GPL-opponents argue just the opposite. Selling software is just as risky, if not more risky, than buying software, they say. Without the legal guarantees provided by private software licenses, not to mention the economic prospects of a privately owned “killer app” (i.e., a breakthrough technology that launches an entirely new market),[3] companies lose the incentive to participate. Once again, the market stagnates and innovation declines. As Mundie himself noted in his May 3 address on the same campus, the GPL’s “viral” nature “poses a threat” to any company that relies on the uniqueness of its software as a competitive asset. Added Mundie:
It also fundamentally undermines the independent commercial software sector because it effectively makes it impossible to distribute software on a basis where recipients pay for the product rather than just the cost of distribution.[4]

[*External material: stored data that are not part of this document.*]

dispatch_table! {
    Required fn clGetPlatformIDs(
        num_entries: cl_uint,
        platforms: *mut cl_platform_id,
        num_platforms: *mut cl_uint,
    ) -> cl_int => CL_INVALID_OPERATION;

    Required fn clGetPlatformInfo(
        platform: cl_platform_id,
        param_name: cl_platform_info,
        param_value_size: usize,
        param_value: *mut c_void,
        param_value_size_ret: *mut usize,
    ) -> cl_int => CL_INVALID_OPERATION;

    Required fn clGetDeviceIDs(
        platform: cl_platform_id,
        device_type: cl_device_type,
        num_entries: cl_uint,
        devices: *mut cl_device_id,
        num_devices: *mut cl_uint,
    ) -> cl_int => CL_INVALID_OPERATION;

    Required fn clGetDeviceInfo(
        device: cl_device_id,
        param_name: cl_device_info,
        param_value_size: usize,
        param_value: *mut c_void,
        param_value_size_ret: *mut usize,
    ) -> cl_int => CL_INVALID_OPERATION;

    Optional fn clCreateSubDevices(
        in_device: cl_device_id,
        properties: *const cl_device_partition_property,
        num_devices: cl_uint,
        out_devices: *mut cl_device_id,
        num_devices_ret: *mut cl_uint,
    ) -> cl_int => CL_INVALID_OPERATION;

    Optional fn clRetainDevice(device: cl_device_id) -> cl_int => CL_INVALID_OPERATION;

    Optional fn clReleaseDevice(device: cl_device_id) -> cl_int => CL_INVALID_OPERATION;

    Required fn clCreateContext(
        properties: *const cl_context_properties,
        num_devices: cl_uint,
        devices: *const cl_device_id,
        pfn_notify: Option<ContextNotifyFn>,
        user_data: *mut c_void,
        errcode_ret: *mut cl_int,
    ) -> cl_context => fail_object(errcode_ret);

    Required fn clRetainContext(context: cl_context) -> cl_int => CL_INVALID_OPERATION;

    Required fn clReleaseContext(context: cl_context) -> cl_int => CL_INVALID_OPERATION;

    Required fn clGetContextInfo(
        context: cl_context,
        param_name: cl_context_info,
        param_value_size: usize,
        param_value: *mut c_void,
        param_value_size_ret: *mut usize,
    ) -> cl_int => CL_INVALID_OPERATION;

    Required fn clCreateCommandQueue(
        context: cl_context,
        device: cl_device_id,
        properties: cl_command_queue_properties,
        errcode_ret: *mut cl_int,
    ) -> cl_command_queue => fail_object(errcode_ret);

    Optional fn clCreateCommandQueueWithProperties(
        context: cl_context,
        device: cl_device_id,
        properties: *const cl_queue_properties,
        errcode_ret: *mut cl_int,
    ) -> cl_command_queue => fail_object(errcode_ret);

    Required fn clRetainCommandQueue(command_queue: cl_command_queue) -> cl_int => CL_INVALID_OPERATION;

    Required fn clReleaseCommandQueue(command_queue: cl_command_queue) -> cl_int => CL_INVALID_OPERATION;

    Required fn clGetCommandQueueInfo(
        command_queue: cl_command_queue,
        param_name: cl_command_queue_info,
        param_value_size: usize,
        param_value: *mut c_void,
        param_value_size_ret: *mut usize,
    ) -> cl_int => CL_INVALID_OPERATION;

    Required fn clCreateBuffer(
        context: cl_context,
        flags: cl_mem_flags,
        size: usize,
        host_ptr: *mut c_void,
        errcode_ret: *mut cl_int,
    ) -> cl_mem => fail_object(errcode_ret);

    Required fn clRetainMemObject(memobj: cl_mem) -> cl_int => CL_INVALID_OPERATION;

    Required fn clReleaseMemObject(memobj: cl_mem) -> cl_int => CL_INVALID_OPERATION;

    Required fn clCreateProgramWithSource(
        context: cl_context,
        count: cl_uint,
        strings: *const *const c_char,
        lengths: *const usize,
        errcode_ret: *mut cl_int,
    ) -> cl_program => fail_object(errcode_ret);

    Required fn clBuildProgram(
        program: cl_program,
        num_devices: cl_uint,
        device_list: *const cl_device_id,
        options: *const c_char,
        pfn_notify: Option<ProgramNotifyFn>,
        user_data: *mut c_void,
    ) -> cl_int => CL_INVALID_OPERATION;

    Required fn clGetProgramBuildInfo(
        program: cl_program,
        device: cl_device_id,
        param_name: cl_program_build_info,
        param_value_size: usize,
        param_value: *mut c_void,
        param_value_size_ret: *mut usize,
    ) -> cl_int => CL_INVALID_OPERATION;

    Required fn clRetainProgram(program: cl_program) -> cl_int => CL_INVALID_OPERATION;

    Required fn clReleaseProgram(program: cl_program) -> cl_int => CL_INVALID_OPERATION;

    Required fn clCreateKernel(
        program: cl_program,
        kernel_name: *const c_char,
        errcode_ret: *mut cl_int,
    ) -> cl_kernel => fail_object(errcode_ret);

    Required fn clSetKernelArg(
        kernel: cl_kernel,
        arg_index: cl_uint,
        arg_size: usize,
        arg_value: *const c_void,
    ) -> cl_int => CL_INVALID_OPERATION;

    Required fn clGetKernelInfo(
        kernel: cl_kernel,
        param_name: cl_kernel_info,
        param_value_size: usize,
        param_value: *mut c_void,
        param_value_size_ret: *mut usize,
    ) -> cl_int => CL_INVALID_OPERATION;

    Required fn clRetainKernel(kernel: cl_kernel) -> cl_int => CL_INVALID_OPERATION;

    Required fn clReleaseKernel(kernel: cl_kernel) -> cl_int => CL_INVALID_OPERATION;

    Required fn clWaitForEvents(num_events: cl_uint, event_list: *const cl_event) -> cl_int
        => CL_INVALID_OPERATION;

    Required fn clGetEventInfo(
        event: cl_event,
        param_name: cl_event_info,
        param_value_size: usize,
        param_value: *mut c_void,
        param_value_size_ret: *mut usize,
    ) -> cl_int => CL_INVALID_OPERATION;

    Optional fn clSetEventCallback(
        event: cl_event,
        command_exec_callback_type: cl_int,
        pfn_notify: Option<EventNotifyFn>,
        user_data: *mut c_void,
    ) -> cl_int => CL_INVALID_OPERATION;

    Required fn clRetainEvent(event: cl_event) -> cl_int => CL_INVALID_OPERATION;

    Required fn clReleaseEvent(event: cl_event) -> cl_int => CL_INVALID_OPERATION;

    Required fn clGetEventProfilingInfo(
        event: cl_event,
        param_name: cl_profiling_info,
        param_value_size: usize,
        param_value: *mut c_void,
        param_value_size_ret: *mut usize,
    ) -> cl_int => CL_INVALID_OPERATION;

    Required fn clFlush(command_queue: cl_command_queue) -> cl_int => CL_INVALID_OPERATION;

    Required fn clFinish(command_queue: cl_command_queue) -> cl_int => CL_INVALID_OPERATION;

    Required fn clEnqueueReadBuffer(
        command_queue: cl_command_queue,
        buffer: cl_mem,
        blocking_read: cl_bool,
        offset: usize,
        size: usize,
        ptr: *mut c_void,
        num_events_in_wait_list: cl_uint,
        event_wait_list: *const cl_event,
        event: *mut cl_event,
    ) -> cl_int => CL_INVALID_OPERATION;

    Required fn clEnqueueWriteBuffer(
        command_queue: cl_command_queue,
        buffer: cl_mem,
        blocking_write: cl_bool,
        offset: usize,
        size: usize,
        ptr: *const c_void,
        num_events_in_wait_list: cl_uint,
        event_wait_list: *const cl_event,
        event: *mut cl_event,
    ) -> cl_int => CL_INVALID_OPERATION;

    Optional fn clEnqueueFillBuffer(
        command_queue: cl_command_queue,
        buffer: cl_mem,
        pattern: *const c_void,
        pattern_size: usize,
        offset: usize,
        size: usize,
        num_events_in_wait_list: cl_uint,
        event_wait_list: *const cl_event,
        event: *mut cl_event,
    ) -> cl_int => CL_INVALID_OPERATION;

    Required fn clEnqueueNDRangeKernel(
        command_queue: cl_command_queue,
        kernel: cl_kernel,
        work_dim: cl_uint,
        global_work_offset: *const usize,
        global_work_size: *const usize,
        local_work_size: *const usize,
        num_events_in_wait_list: cl_uint,
        event_wait_list: *const cl_event,
        event: *mut cl_event,
    ) -> cl_int => CL_INVALID_OPERATION;

    Optional fn clEnqueueMarkerWithWaitList(
        command_queue: cl_command_queue,
        num_events_in_wait_list: cl_uint,
        event_wait_list: *const cl_event,
        event: *mut cl_event,
    ) -> cl_int => CL_INVALID_OPERATION;

    Required fn clGetExtensionFunctionAddress(func_name: *const c_char) -> *mut c_void
        => ptr::null_mut();

    Optional fn clGetExtensionFunctionAddressForPlatform(
        platform: cl_platform_id,
        func_name: *const c_char,
    ) -> *mut c_void => ptr::null_mut();

    Optional fn clGetDeviceAndHostTimer(
        device: cl_device_id,
        device_timestamp: *mut cl_ulong,
        host_timestamp: *mut cl_ulong,
    ) -> cl_int => CL_INVALID_OPERATION;

    Optional fn clGetHostTimer(device: cl_device_id, host_timestamp: *mut cl_ulong) -> cl_int
        => CL_INVALID_OPERATION;
}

The mutual success of GNU/Linux, the amalgamated operating system built around the GPL-protected Linux kernel, and Windows over the last 10 years reveals the wisdom of both perspectives. Nevertheless, the battle for momentum is an important one in the software industry. Even powerful vendors such as Microsoft rely on the support of third-party software developers whose tools, programs, and computer games make an underlying software platform such as Windows more attractive to the mainstream consumer. Citing the rapid evolution of the technology marketplace over the last 20 years, not to mention his own company’s admirable track record during that period, Mundie advised listeners to not get too carried away by the free software movement’s recent momentum:
Two decades of experience have shown that an economic model that protects intellectual property and a business model that recoups research and development costs can create impressive economic benefits and distribute them very broadly.[4]
Such admonitions serve as the backdrop for Stallman’s speech today. Less than a month after their utterance, Stallman stands with his back to one of the chalk boards at the front of the room, edgy to begin.